> Work request: The lines to copy are those with "label" in them. Pull each one from the entries below.

> Supplied data:
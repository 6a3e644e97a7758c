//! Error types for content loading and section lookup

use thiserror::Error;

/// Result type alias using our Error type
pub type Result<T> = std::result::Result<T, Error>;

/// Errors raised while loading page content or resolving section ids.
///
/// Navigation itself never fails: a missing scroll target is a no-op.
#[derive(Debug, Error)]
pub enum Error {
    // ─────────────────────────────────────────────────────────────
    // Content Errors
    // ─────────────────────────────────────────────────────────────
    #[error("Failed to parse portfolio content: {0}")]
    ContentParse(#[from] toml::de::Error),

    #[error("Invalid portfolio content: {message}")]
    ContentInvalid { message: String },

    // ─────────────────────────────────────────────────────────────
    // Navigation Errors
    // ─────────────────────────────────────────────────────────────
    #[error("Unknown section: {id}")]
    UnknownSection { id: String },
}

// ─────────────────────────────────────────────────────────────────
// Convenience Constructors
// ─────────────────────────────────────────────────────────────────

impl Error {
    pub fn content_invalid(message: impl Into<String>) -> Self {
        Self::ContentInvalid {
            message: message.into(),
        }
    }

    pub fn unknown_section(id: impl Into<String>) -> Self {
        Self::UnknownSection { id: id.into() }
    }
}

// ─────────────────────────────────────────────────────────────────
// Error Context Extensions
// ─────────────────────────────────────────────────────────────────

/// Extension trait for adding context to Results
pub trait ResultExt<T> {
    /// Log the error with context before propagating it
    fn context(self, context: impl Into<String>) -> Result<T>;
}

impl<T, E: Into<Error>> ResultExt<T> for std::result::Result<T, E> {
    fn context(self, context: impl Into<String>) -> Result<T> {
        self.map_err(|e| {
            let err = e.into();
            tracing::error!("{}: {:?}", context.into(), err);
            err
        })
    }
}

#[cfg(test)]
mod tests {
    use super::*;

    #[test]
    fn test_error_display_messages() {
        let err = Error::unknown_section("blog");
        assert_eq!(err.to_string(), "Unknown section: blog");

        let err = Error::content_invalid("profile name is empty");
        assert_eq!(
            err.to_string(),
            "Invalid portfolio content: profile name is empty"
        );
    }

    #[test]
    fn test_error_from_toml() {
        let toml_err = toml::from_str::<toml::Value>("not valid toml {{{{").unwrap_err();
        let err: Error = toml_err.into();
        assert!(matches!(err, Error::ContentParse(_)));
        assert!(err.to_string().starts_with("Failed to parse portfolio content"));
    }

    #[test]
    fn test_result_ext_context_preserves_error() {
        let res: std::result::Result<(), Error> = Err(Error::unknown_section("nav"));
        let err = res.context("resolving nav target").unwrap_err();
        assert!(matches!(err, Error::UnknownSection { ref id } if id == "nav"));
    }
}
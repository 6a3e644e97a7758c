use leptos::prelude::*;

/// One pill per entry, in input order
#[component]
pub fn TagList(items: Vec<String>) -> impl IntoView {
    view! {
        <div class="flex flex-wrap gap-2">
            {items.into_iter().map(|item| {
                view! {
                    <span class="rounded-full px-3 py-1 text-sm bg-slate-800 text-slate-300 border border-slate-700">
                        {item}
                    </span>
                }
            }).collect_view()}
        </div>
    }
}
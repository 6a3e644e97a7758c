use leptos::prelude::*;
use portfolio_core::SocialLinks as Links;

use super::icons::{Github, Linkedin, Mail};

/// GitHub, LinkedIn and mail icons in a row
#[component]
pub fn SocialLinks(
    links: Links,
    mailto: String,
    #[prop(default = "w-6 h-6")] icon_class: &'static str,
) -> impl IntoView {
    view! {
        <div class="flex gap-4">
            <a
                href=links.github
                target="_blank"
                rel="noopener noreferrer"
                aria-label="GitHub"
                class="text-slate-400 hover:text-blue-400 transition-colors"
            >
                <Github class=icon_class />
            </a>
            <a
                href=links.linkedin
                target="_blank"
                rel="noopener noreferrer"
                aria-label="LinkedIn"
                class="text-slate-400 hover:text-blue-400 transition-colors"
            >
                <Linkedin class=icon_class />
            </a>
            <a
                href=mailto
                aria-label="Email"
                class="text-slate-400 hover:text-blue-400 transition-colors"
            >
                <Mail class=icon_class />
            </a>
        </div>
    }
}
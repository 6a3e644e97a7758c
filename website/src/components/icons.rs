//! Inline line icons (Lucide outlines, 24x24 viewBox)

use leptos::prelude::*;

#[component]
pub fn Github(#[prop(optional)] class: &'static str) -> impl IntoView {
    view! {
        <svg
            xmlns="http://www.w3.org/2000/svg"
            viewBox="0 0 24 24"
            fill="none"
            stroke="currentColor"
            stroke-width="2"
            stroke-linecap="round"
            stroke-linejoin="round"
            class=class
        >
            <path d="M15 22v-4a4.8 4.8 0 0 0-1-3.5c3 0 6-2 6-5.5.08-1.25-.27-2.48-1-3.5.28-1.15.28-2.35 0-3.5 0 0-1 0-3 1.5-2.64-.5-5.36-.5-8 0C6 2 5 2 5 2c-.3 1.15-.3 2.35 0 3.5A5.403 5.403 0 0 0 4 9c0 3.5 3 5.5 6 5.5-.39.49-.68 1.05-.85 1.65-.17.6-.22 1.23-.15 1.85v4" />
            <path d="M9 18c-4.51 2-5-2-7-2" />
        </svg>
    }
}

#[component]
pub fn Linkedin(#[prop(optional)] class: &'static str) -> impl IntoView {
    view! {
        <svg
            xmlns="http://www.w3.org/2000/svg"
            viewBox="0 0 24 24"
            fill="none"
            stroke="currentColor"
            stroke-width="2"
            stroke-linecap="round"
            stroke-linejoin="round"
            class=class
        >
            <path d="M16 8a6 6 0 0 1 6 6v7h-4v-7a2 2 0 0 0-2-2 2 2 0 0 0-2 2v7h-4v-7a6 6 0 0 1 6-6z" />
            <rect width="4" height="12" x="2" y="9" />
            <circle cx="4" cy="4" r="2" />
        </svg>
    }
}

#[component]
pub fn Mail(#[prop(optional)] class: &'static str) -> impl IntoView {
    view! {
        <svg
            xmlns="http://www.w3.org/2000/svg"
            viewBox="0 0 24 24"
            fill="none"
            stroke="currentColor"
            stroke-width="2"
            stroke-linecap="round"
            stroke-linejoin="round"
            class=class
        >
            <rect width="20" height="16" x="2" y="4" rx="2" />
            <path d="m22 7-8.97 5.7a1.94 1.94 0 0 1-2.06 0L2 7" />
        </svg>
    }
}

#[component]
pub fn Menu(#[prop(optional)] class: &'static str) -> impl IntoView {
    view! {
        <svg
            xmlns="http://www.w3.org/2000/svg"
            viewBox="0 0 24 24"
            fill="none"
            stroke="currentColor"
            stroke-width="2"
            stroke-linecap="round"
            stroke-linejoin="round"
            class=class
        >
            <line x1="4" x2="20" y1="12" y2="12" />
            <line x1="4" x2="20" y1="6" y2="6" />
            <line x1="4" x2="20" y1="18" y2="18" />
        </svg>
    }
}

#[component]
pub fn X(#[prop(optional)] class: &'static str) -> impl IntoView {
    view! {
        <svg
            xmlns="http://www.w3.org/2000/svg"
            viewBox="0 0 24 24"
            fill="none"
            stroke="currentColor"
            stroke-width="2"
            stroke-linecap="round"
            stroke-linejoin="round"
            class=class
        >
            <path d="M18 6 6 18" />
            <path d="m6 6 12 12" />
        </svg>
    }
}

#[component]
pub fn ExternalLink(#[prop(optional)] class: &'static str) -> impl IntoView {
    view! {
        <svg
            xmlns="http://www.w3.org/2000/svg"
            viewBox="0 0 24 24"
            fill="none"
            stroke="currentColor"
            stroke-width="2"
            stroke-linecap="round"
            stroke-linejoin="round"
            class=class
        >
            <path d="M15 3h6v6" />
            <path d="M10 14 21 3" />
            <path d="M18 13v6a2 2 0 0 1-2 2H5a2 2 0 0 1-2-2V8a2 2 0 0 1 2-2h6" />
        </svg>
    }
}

> Solution for this problem:
                aria-label="GitHub"
                aria-label="LinkedIn"
                aria-label="Email"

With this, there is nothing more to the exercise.